И, прослушав урок драматической игры, преподанный ему замечательной актрисой, Шаляпин опять вспоминает упреки, посылавшиеся ему, и с чувством затаенной обиды пишет: «Садовская не держала голос в маске, не опирала на грудь, но каждое слово и каждую фразу окрашивала в такую краску, которая как раз именно была нужна». И сделал для себя раз и навсегда правилом: «Артист в опере должен не только петь, но и играть роль, как играют в драме. В опере надо петь, как говорят». Впоследствии, когда школа, пройденная Шаляпиным у Мамонтова, стала считаться школой Шаляпина, сам Шаляпин говорил: «Я заметил, что артисты, желавшие подражать мне, не понимают меру. Они не пели, как говорят, а говорили, как поют».
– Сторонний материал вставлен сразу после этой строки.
//! Top-level operations.
//!
//! Every operation takes the immutable [`Config`] and its own backend
//! handle. Single-object transfers either fully succeed or leave nothing at
//! the destination; batch operations report success and failure counts.

use crate::backup::{Backup, BackupSet};
use crate::config::{CommandSpec, Config};
use crate::error::{CoreError, CoreResult};
use crate::pipeline::{Pipeline, Sink, Source};
use crate::wal::{Archive, Wal, WalType};
use chrono::{DateTime, Utc};
use pgkeep_storage::{Category, StorageBackend};
use serde::Serialize;
use std::path::{Path, PathBuf};
use std::sync::Arc;
use tokio::task::JoinSet;
use tracing::{debug, info, warn};

/// Name accepted by [`restore_basebackup`] for the newest sane backup.
pub const LATEST: &str = "LATEST";

/// Outcome of a batch operation in which every item succeeded.
#[derive(Debug, Clone, Copy, Default, PartialEq, Eq, Serialize)]
pub struct BatchReport {
    /// Items that completed.
    pub succeeded: usize,
    /// Items that failed.
    pub failed: usize,
}

/// A stored basebackup produced by [`take_basebackup`].
#[derive(Debug, Clone, PartialEq, Eq, Serialize)]
pub struct BasebackupReport {
    /// Logical name, `<cluster>@<timestamp>`.
    pub name: String,
    /// Stored object name.
    pub object: String,
    /// Bytes written after filtering.
    pub bytes: u64,
}

/// Where [`restore_basebackup`] writes.
#[derive(Debug, Clone, PartialEq, Eq)]
pub enum RestoreTarget {
    /// Extract the tar stream into a directory with `tar -x`.
    Directory(PathBuf),
    /// Write the decoded tar stream to a file.
    File(PathBuf),
}

/// Archives one WAL file under its own name plus the filter extension.
///
/// # Errors
///
/// Returns [`CoreError::Parse`] if the file name is not a WAL name, or the
/// transfer error.
pub async fn archive_wal(
    config: &Config,
    backend: &Arc<dyn StorageBackend>,
    path: &Path,
) -> CoreResult<String> {
    let file_name = path
        .file_name()
        .and_then(|name| name.to_str())
        .ok_or_else(|| CoreError::parse(format!("{} has no file name", path.display())))?;
    let wal = Wal::parse(file_name)?;
    if !wal.sane_name() {
        return Err(CoreError::parse(format!("{file_name} is not a sane WAL name")));
    }

    let object = config.filters.object_name(file_name);
    let outcome = Pipeline::outbound(&config.filters)
        .execute(
            Source::File(path.to_path_buf()),
            Sink::Storage {
                backend: Arc::clone(backend),
                name: object.clone(),
                category: Category::Wal,
            },
        )
        .await?;
    info!(wal = %file_name, object = %object, bytes = outcome.bytes, "archived WAL");
    Ok(object)
}

/// Archives several WAL files concurrently, one task per file.
///
/// # Errors
///
/// Returns [`CoreError::BatchFailed`] with both counts if any file failed.
pub async fn archive_wals(
    config: &Config,
    backend: &Arc<dyn StorageBackend>,
    paths: Vec<PathBuf>,
) -> CoreResult<BatchReport> {
    let mut tasks = JoinSet::new();
    for path in paths {
        let config = config.clone();
        let backend = Arc::clone(backend);
        tasks.spawn(async move {
            let result = archive_wal(&config, &backend, &path).await;
            (path, result)
        });
    }

    let mut report = BatchReport::default();
    while let Some(joined) = tasks.join_next().await {
        match joined {
            Ok((_, Ok(_))) => report.succeeded += 1,
            Ok((path, Err(err))) => {
                warn!(wal = %path.display(), error = %err, "failed to archive WAL");
                report.failed += 1;
            }
            Err(err) => {
                warn!(error = %err, "archive task failed");
                report.failed += 1;
            }
        }
    }

    info!(succeeded = report.succeeded, failed = report.failed, "WAL batch finished");
    if report.failed > 0 {
        return Err(CoreError::BatchFailed {
            succeeded: report.succeeded,
            failed: report.failed,
        });
    }
    Ok(report)
}

/// Streams a new basebackup into storage.
///
/// Runs the configured basebackup command with `{label}` replaced by the
/// backup name and pushes its stdout through the outbound filters.
///
/// # Errors
///
/// Returns the transfer error; no object is published in that case.
pub async fn take_basebackup(
    config: &Config,
    backend: &Arc<dyn StorageBackend>,
    started: DateTime<Utc>,
) -> CoreResult<BasebackupReport> {
    let name = Backup::name_for(&config.cluster_name, started);
    let object = config.filters.object_name(&name);
    let command = config.basebackup_command.with_label(&name);
    info!(backup = %name, command = %command, "starting basebackup");

    let outcome = Pipeline::outbound(&config.filters)
        .execute(
            Source::Command(command),
            Sink::Storage {
                backend: Arc::clone(backend),
                name: object.clone(),
                category: Category::Basebackup,
            },
        )
        .await?;
    info!(backup = %name, bytes = outcome.bytes, "basebackup stored");

    Ok(BasebackupReport {
        name,
        object,
        bytes: outcome.bytes,
    })
}

/// Restores a basebackup by name, or the newest sane one for [`LATEST`].
///
/// # Errors
///
/// Returns [`CoreError::NotFound`] for unknown names, or the transfer error.
pub async fn restore_basebackup(
    config: &Config,
    backend: &Arc<dyn StorageBackend>,
    name: &str,
    target: RestoreTarget,
) -> CoreResult<Backup> {
    let backups = BackupSet::load(backend.as_ref()).await?;
    let backup = if name == LATEST {
        backups.sane().newest().cloned()
    } else {
        backups.find(name).cloned()
    }
    .ok_or_else(|| CoreError::not_found(format!("basebackup {name}")))?;

    if !backup.is_sane() {
        warn!(backup = %backup, size = backup.size(), "restoring a backup that is not sane");
    }

    let sink = match &target {
        RestoreTarget::Directory(dir) => {
            tokio::fs::create_dir_all(dir).await?;
            let dir = dir.to_string_lossy().into_owned();
            Sink::Command(CommandSpec::new("tar", ["-x", "-f", "-", "-C", dir.as_str()]))
        }
        RestoreTarget::File(path) => Sink::File(path.clone()),
    };

    let outcome = Pipeline::inbound(&config.filters)
        .execute(
            Source::Storage {
                backend: Arc::clone(backend),
                name: backup.object_name(),
                category: Category::Basebackup,
            },
            sink,
        )
        .await?;
    info!(backup = %backup, bytes = outcome.bytes, ?target, "basebackup restored");
    Ok(backup)
}

/// Restores one archived WAL file to `destination`.
///
/// `name` is the logical name the server asks for, e.g.
/// `000000010000000000000003` or `00000002.history`.
///
/// # Errors
///
/// Returns an error if the object does not exist or the transfer fails.
pub async fn fetch_wal(
    config: &Config,
    backend: &Arc<dyn StorageBackend>,
    name: &str,
    destination: &Path,
) -> CoreResult<u64> {
    let wal = Wal::parse(name)?;
    let object = config.filters.object_name(&wal.to_string());
    let outcome = Pipeline::inbound(&config.filters)
        .execute(
            Source::Storage {
                backend: Arc::clone(backend),
                name: object.clone(),
                category: Category::Wal,
            },
            Sink::File(destination.to_path_buf()),
        )
        .await?;
    debug!(
        object = %object,
        destination = %destination.display(),
        bytes = outcome.bytes,
        "fetched WAL"
    );
    Ok(outcome.bytes)
}

/// One basebackup in an [`Inventory`].
#[derive(Debug, Clone, PartialEq, Eq, Serialize)]
pub struct BackupSummary {
    /// Logical name.
    pub name: String,
    /// Stored object name.
    pub object: String,
    /// Stored size.
    pub size: u64,
    /// Creation time.
    pub created: DateTime<Utc>,
    /// Whether retention would consider it.
    pub sane: bool,
}

/// WAL archive counts in an [`Inventory`].
#[derive(Debug, Clone, Default, PartialEq, Eq, Serialize)]
pub struct WalSummary {
    /// Regular segments.
    pub segments: usize,
    /// Backup labels.
    pub labels: usize,
    /// Timeline history files.
    pub histories: usize,
    /// Files failing the sanity checks.
    pub insane: usize,
    /// Oldest regular segment.
    pub oldest: Option<String>,
    /// Newest regular segment.
    pub newest: Option<String>,
}

/// What a storage location currently holds.
#[derive(Debug, Clone, Default, PartialEq, Eq, Serialize)]
pub struct Inventory {
    /// Backups, newest first.
    pub backups: Vec<BackupSummary>,
    /// WAL archive summary.
    pub wal: WalSummary,
}

/// Lists backups and summarizes the WAL archive.
///
/// # Errors
///
/// Returns listing errors from the backend.
pub async fn list(backend: &dyn StorageBackend) -> CoreResult<Inventory> {
    let backups = BackupSet::load(backend).await?;
    let archive = Archive::load(backend).await?;

    let mut wal = WalSummary {
        insane: archive.iter().filter(|w| !w.is_sane()).count(),
        oldest: archive.first_segment().map(|w| w.name().to_string()),
        newest: archive.last_segment().map(|w| w.name().to_string()),
        ..WalSummary::default()
    };
    for file in &archive {
        match file.wal_type() {
            WalType::Regular => wal.segments += 1,
            WalType::BackupLabel => wal.labels += 1,
            WalType::History => wal.histories += 1,
        }
    }

    Ok(Inventory {
        backups: backups
            .iter()
            .map(|b| BackupSummary {
                name: b.name().to_string(),
                object: b.object_name(),
                size: b.size(),
                created: b.created(),
                sane: b.is_sane(),
            })
            .collect(),
        wal,
    })
}
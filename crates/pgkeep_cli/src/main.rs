//! pgkeep CLI
//!
//! Command-line tools for PostgreSQL basebackups and WAL archives.
//!
//! # Commands
//!
//! - `archive` - Archive WAL files (use as `archive_command`)
//! - `basebackup` - Stream a new basebackup into storage
//! - `restore` - Restore a basebackup into a directory or tar file
//! - `fetch-wal` - Restore one WAL file (use as `restore_command`)
//! - `cleanup` - Apply the retention policy
//! - `ls` - List backups and summarize the WAL archive

mod commands;
mod options;

use clap::{Parser, Subcommand};
use options::{GlobalOptions, OutputFormat};
use std::path::PathBuf;
use tracing_subscriber::EnvFilter;

/// Manage PostgreSQL basebackups and archived WAL.
#[derive(Parser)]
#[command(name = "pgkeep")]
#[command(author, version, about, long_about = None)]
struct Cli {
    #[command(flatten)]
    global: GlobalOptions,

    /// Enable verbose output
    #[arg(global = true, short, long)]
    verbose: bool,

    #[command(subcommand)]
    command: Commands,
}

#[derive(Subcommand)]
enum Commands {
    /// Archive WAL files
    Archive {
        /// WAL files to archive
        #[arg(required = true)]
        files: Vec<PathBuf>,
    },

    /// Stream a new basebackup into storage
    Basebackup {
        /// Override the command producing the tar stream ({label} is replaced)
        #[arg(long, value_parser = options::parse_command)]
        command: Option<pgkeep_core::CommandSpec>,
    },

    /// Restore a basebackup
    Restore {
        /// Backup name, or LATEST for the newest sane backup
        #[arg(default_value = pgkeep_core::ops::LATEST)]
        backup: String,

        /// Extract into this directory
        #[arg(long, conflicts_with = "output", required_unless_present = "output")]
        target_dir: Option<PathBuf>,

        /// Write the tar stream to this file
        #[arg(long)]
        output: Option<PathBuf>,
    },

    /// Restore one WAL file
    FetchWal {
        /// WAL name requested by the server (%f)
        name: String,

        /// Destination path (%p)
        destination: PathBuf,
    },

    /// Delete expired basebackups and the WAL only they needed
    Cleanup {
        /// Number of basebackups to keep
        #[arg(short, long)]
        retain: Option<usize>,

        /// Dry run - show what would be deleted
        #[arg(short, long)]
        dry_run: bool,

        /// Output format
        #[arg(short, long, value_enum, default_value_t = OutputFormat::Text)]
        format: OutputFormat,
    },

    /// List backups and summarize the WAL archive
    Ls {
        /// Output format
        #[arg(short, long, value_enum, default_value_t = OutputFormat::Text)]
        format: OutputFormat,
    },

    /// Show version information
    Version,
}

#[tokio::main]
async fn main() -> Result<(), Box<dyn std::error::Error>> {
    let cli = Cli::parse();

    let filter = if cli.verbose {
        EnvFilter::new("debug")
    } else {
        EnvFilter::try_from_default_env().unwrap_or_else(|_| EnvFilter::new("info"))
    };
    tracing_subscriber::fmt()
        .with_env_filter(filter)
        .with_writer(std::io::stderr)
        .init();

    if let Commands::Version = cli.command {
        println!("pgkeep v{}", env!("CARGO_PKG_VERSION"));
        return Ok(());
    }

    let mut config = cli.global.to_config()?;
    if let Commands::Cleanup {
        retain: Some(retain),
        ..
    } = &cli.command
    {
        config = config.retain(options::non_zero("--retain", *retain)?);
    }
    config.validate()?;
    let backend = config.storage.open()?;

    match cli.command {
        Commands::Archive { files } => commands::archive::run(&config, &backend, files).await?,
        Commands::Basebackup { command } => {
            if let Some(command) = command {
                config = config.basebackup_command(command);
            }
            commands::basebackup::run(&config, &backend).await?;
        }
        Commands::Restore {
            backup,
            target_dir,
            output,
        } => commands::restore::run(&config, &backend, &backup, target_dir, output).await?,
        Commands::FetchWal { name, destination } => {
            commands::fetch_wal::run(&config, &backend, &name, &destination).await?;
        }
        Commands::Cleanup {
            dry_run, format, ..
        } => commands::cleanup::run(&config, &backend, dry_run, format).await?,
        Commands::Ls { format } => commands::ls::run(backend.as_ref(), format).await?,
        Commands::Version => {}
    }

    Ok(())
}
//! S3-compatible object store backend using rust-s3.
//!
//! Works with MinIO, AWS S3, or any S3-compatible service. Objects are stored
//! in a single bucket under one key prefix per [`Category`]:
//!
//! ```text
//! s3://<bucket>/<prefix>basebackup/main@2024-05-01T10:00:00Z.zst
//! s3://<bucket>/<prefix>wal/000000010000000000000003.zst
//! ```
//!
//! Streams no larger than one part are uploaded with a single PUT. Larger
//! streams use a multipart upload: parts are sent sequentially in order and
//! the upload is completed with the ordered part list. Any failure aborts
//! the multipart upload so no partial object becomes visible.

use crate::backend::{
    content_type_for, validate_object_name, BackendKind, BoxedReader, Category, Location,
    ObjectInfo, ObjectStream, StorageBackend, StreamRelease,
};
use crate::error::{StorageError, StorageResult};
use async_trait::async_trait;
use s3::bucket::Bucket;
use s3::creds::Credentials;
use s3::error::S3Error;
use s3::region::Region;
use s3::serde_types::Part;
use s3::BucketConfiguration;
use std::future::Future;
use std::time::Duration;
use tokio::io::{AsyncRead, AsyncReadExt, AsyncWriteExt};
use tokio::sync::oneshot;
use tracing::{debug, info, warn};

/// Smallest part size S3 accepts for all but the last part.
pub const MIN_PART_SIZE: usize = 5 * 1024 * 1024;

/// Default multipart part size.
pub const DEFAULT_PART_SIZE: usize = 16 * 1024 * 1024;

/// Buffer between the HTTP body and the consumer of an opened stream.
const PIPE_CAPACITY: usize = 256 * 1024;

/// Connection settings for [`ObjectStoreBackend`].
#[derive(Debug, Clone, PartialEq, Eq)]
pub struct ObjectStoreConfig {
    /// Bucket holding both categories.
    pub bucket: String,
    /// Region name (e.g., "us-east-1").
    pub region: String,
    /// Endpoint URL for MinIO or other S3-compatible services.
    /// `None` uses the AWS endpoint for `region`.
    pub endpoint: Option<String>,
    /// Access key ID. Falls back to the environment when unset.
    pub access_key: Option<String>,
    /// Secret access key. Falls back to the environment when unset.
    pub secret_key: Option<String>,
    /// Optional key prefix shared by all objects.
    pub prefix: String,
    /// Whether to use path-style addressing (required by most MinIO setups).
    pub path_style: bool,
    /// Upper bound for individual metadata requests (exists, head, list,
    /// put, delete). Streaming GET bodies are not bounded.
    pub request_timeout: Option<Duration>,
    /// Multipart part size in bytes.
    pub part_size: usize,
}

impl ObjectStoreConfig {
    /// Creates a configuration for `bucket` with MinIO-friendly defaults.
    pub fn new(bucket: impl Into<String>) -> Self {
        Self {
            bucket: bucket.into(),
            region: "us-east-1".to_string(),
            endpoint: None,
            access_key: None,
            secret_key: None,
            prefix: String::new(),
            path_style: true,
            request_timeout: None,
            part_size: DEFAULT_PART_SIZE,
        }
    }

    /// Sets the endpoint URL.
    #[must_use]
    pub fn with_endpoint(mut self, endpoint: impl Into<String>) -> Self {
        self.endpoint = Some(endpoint.into());
        self
    }

    /// Sets static credentials.
    #[must_use]
    pub fn with_credentials(
        mut self,
        access_key: impl Into<String>,
        secret_key: impl Into<String>,
    ) -> Self {
        self.access_key = Some(access_key.into());
        self.secret_key = Some(secret_key.into());
        self
    }

    /// Sets the shared key prefix.
    #[must_use]
    pub fn with_prefix(mut self, prefix: impl Into<String>) -> Self {
        self.prefix = prefix.into();
        self
    }

    /// Sets the per-request timeout.
    #[must_use]
    pub fn with_request_timeout(mut self, timeout: Duration) -> Self {
        self.request_timeout = Some(timeout);
        self
    }

    /// Sets the multipart part size.
    #[must_use]
    pub fn with_part_size(mut self, part_size: usize) -> Self {
        self.part_size = part_size;
        self
    }
}

/// An S3-compatible storage backend.
///
/// Each operation talks to the service directly; the backend keeps no
/// cache of listings or object metadata.
#[derive(Clone)]
pub struct ObjectStoreBackend {
    bucket: Box<Bucket>,
    region: Region,
    credentials: Credentials,
    config: ObjectStoreConfig,
    prefix: String,
}

impl std::fmt::Debug for ObjectStoreBackend {
    fn fmt(&self, f: &mut std::fmt::Formatter<'_>) -> std::fmt::Result {
        f.debug_struct("ObjectStoreBackend")
            .field("bucket", &self.config.bucket)
            .field("endpoint", &self.config.endpoint)
            .field("prefix", &self.prefix)
            .finish_non_exhaustive()
    }
}

impl ObjectStoreBackend {
    /// Creates a backend from `config`.
    ///
    /// No request is sent; the bucket is checked and created lazily on the
    /// first write.
    ///
    /// # Errors
    ///
    /// Returns [`StorageError::Config`] if the bucket name, region, part size
    /// or credentials are unusable.
    pub fn new(config: ObjectStoreConfig) -> StorageResult<Self> {
        if config.bucket.is_empty() {
            return Err(StorageError::Config("bucket name is empty".to_string()));
        }
        if config.part_size < MIN_PART_SIZE {
            return Err(StorageError::Config(format!(
                "part size {} is below the S3 minimum of {MIN_PART_SIZE}",
                config.part_size
            )));
        }

        let region = match &config.endpoint {
            Some(endpoint) => Region::Custom {
                region: config.region.clone(),
                endpoint: endpoint.clone(),
            },
            None => config
                .region
                .parse::<Region>()
                .map_err(|err| StorageError::Config(format!("invalid region: {err}")))?,
        };

        let credentials = match (&config.access_key, &config.secret_key) {
            (Some(access_key), Some(secret_key)) => {
                Credentials::new(
                    Some(access_key.as_str()),
                    Some(secret_key.as_str()),
                    None,
                    None,
                    None,
                )?
            }
            _ => Credentials::default()?,
        };

        let mut bucket = Bucket::new(&config.bucket, region.clone(), credentials.clone())?;
        if config.path_style {
            bucket = bucket.with_path_style();
        }

        Ok(Self {
            bucket,
            region,
            credentials,
            prefix: normalize_prefix(&config.prefix),
            config,
        })
    }

    /// Returns the bucket name.
    #[must_use]
    pub fn bucket_name(&self) -> &str {
        &self.config.bucket
    }

    /// Returns the full object key for `name` under `category`.
    #[must_use]
    pub fn object_key(&self, name: &str, category: Category) -> String {
        format!("{}{}", self.category_prefix(category), name)
    }

    fn category_prefix(&self, category: Category) -> String {
        format!("{}{}/", self.prefix, category.as_str())
    }

    /// Runs `request`, bounded by the configured timeout.
    ///
    /// The outer result reports a timeout; the inner one is the service's.
    async fn timed<T, F>(&self, request: F) -> StorageResult<Result<T, S3Error>>
    where
        F: Future<Output = Result<T, S3Error>>,
    {
        match self.config.request_timeout {
            Some(limit) => tokio::time::timeout(limit, request)
                .await
                .map_err(|_| StorageError::Timeout(limit)),
            None => Ok(request.await),
        }
    }

    /// Creates the bucket if it does not exist yet.
    async fn ensure_bucket(&self) -> StorageResult<()> {
        if self.timed(self.bucket.exists()).await?? {
            return Ok(());
        }

        info!(bucket = %self.config.bucket, "creating bucket");
        let response = if self.config.path_style {
            self.timed(Bucket::create_with_path_style(
                &self.config.bucket,
                self.region.clone(),
                self.credentials.clone(),
                BucketConfiguration::default(),
            ))
            .await??
        } else {
            self.timed(Bucket::create(
                &self.config.bucket,
                self.region.clone(),
                self.credentials.clone(),
                BucketConfiguration::default(),
            ))
            .await??
        };
        if !response.success() {
            return Err(StorageError::ObjectStore(format!(
                "failed to create bucket {}",
                self.config.bucket
            )));
        }
        Ok(())
    }

    /// Returns the object's size and content type, or `None` if it is missing.
    async fn head(&self, key: &str) -> StorageResult<Option<(i64, Option<String>)>> {
        match self.timed(self.bucket.head_object(key)).await? {
            Ok((_, 404)) | Err(S3Error::HttpFailWithBody(404, _)) => Ok(None),
            Ok((head, status)) => {
                check_status(status, "HEAD", key)?;
                Ok(Some((head.content_length.unwrap_or(0), head.content_type)))
            }
            Err(err) => Err(err.into()),
        }
    }

    async fn put_single(&self, key: &str, data: &[u8], content_type: &str) -> StorageResult<()> {
        let response = self
            .timed(
                self.bucket
                    .put_object_with_content_type(key, data, content_type),
            )
            .await??;
        check_status(response.status_code(), "PUT", key)
    }

    async fn put_multipart(
        &self,
        key: &str,
        first_part: Vec<u8>,
        source: &mut BoxedReader,
        content_type: &str,
    ) -> StorageResult<u64> {
        let upload = self
            .timed(self.bucket.initiate_multipart_upload(key, content_type))
            .await??;
        let upload_id = upload.upload_id;
        debug!(key, upload_id = %upload_id, "multipart upload started");

        let uploaded = match self
            .upload_parts(key, &upload_id, first_part, source, content_type)
            .await
        {
            Ok((parts, total)) => self
                .timed(self.bucket.complete_multipart_upload(key, &upload_id, parts))
                .await
                .and_then(|completed| {
                    let response = completed?;
                    check_status(response.status_code(), "complete multipart", key)
                })
                .map(|()| total),
            Err(err) => Err(err),
        };

        if uploaded.is_err() {
            match self.timed(self.bucket.abort_upload(key, &upload_id)).await {
                Ok(Ok(())) => debug!(key, "multipart upload aborted"),
                Ok(Err(err)) => warn!(key, error = %err, "failed to abort multipart upload"),
                Err(err) => warn!(key, error = %err, "failed to abort multipart upload"),
            }
        }
        uploaded
    }

    async fn upload_parts(
        &self,
        key: &str,
        upload_id: &str,
        first_part: Vec<u8>,
        source: &mut BoxedReader,
        content_type: &str,
    ) -> StorageResult<(Vec<Part>, u64)> {
        let mut parts = Vec::new();
        let mut total = 0u64;
        let mut chunk = first_part;
        let mut part_number = 1u32;

        while !chunk.is_empty() {
            total += chunk.len() as u64;
            let part = self
                .timed(self.bucket.put_multipart_chunk(
                    chunk,
                    key,
                    part_number,
                    upload_id,
                    content_type,
                ))
                .await??;
            parts.push(part);
            part_number += 1;
            chunk = read_chunk(source, self.config.part_size).await?;
        }

        Ok((parts, total))
    }
}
Вот что получилось от соединения двух «дилетантов» — Мамонтова и Шаляпина.

Впрочем, влияние Мамонтова сказалось не только в опере.

Несколько лет спустя, приглашая Савву Ивановича на генеральную репетицию «Синей птицы» в Художественном театре, К. С. Станиславский писал ему: «Очень бы хотелось Вас видеть в театре как моего учителя эстетики».

Письмо это не единственное. Станиславский не раз приглашал Мамонтова на генеральные репетиции в Художественный театр, но в приведенном письме наиболее конкретно и точно выражена та мысль, что именно в Мамонтовском театре зародились те эстетические принципы, которые стали потом одной из составных частей эстетических принципов Художественного театра.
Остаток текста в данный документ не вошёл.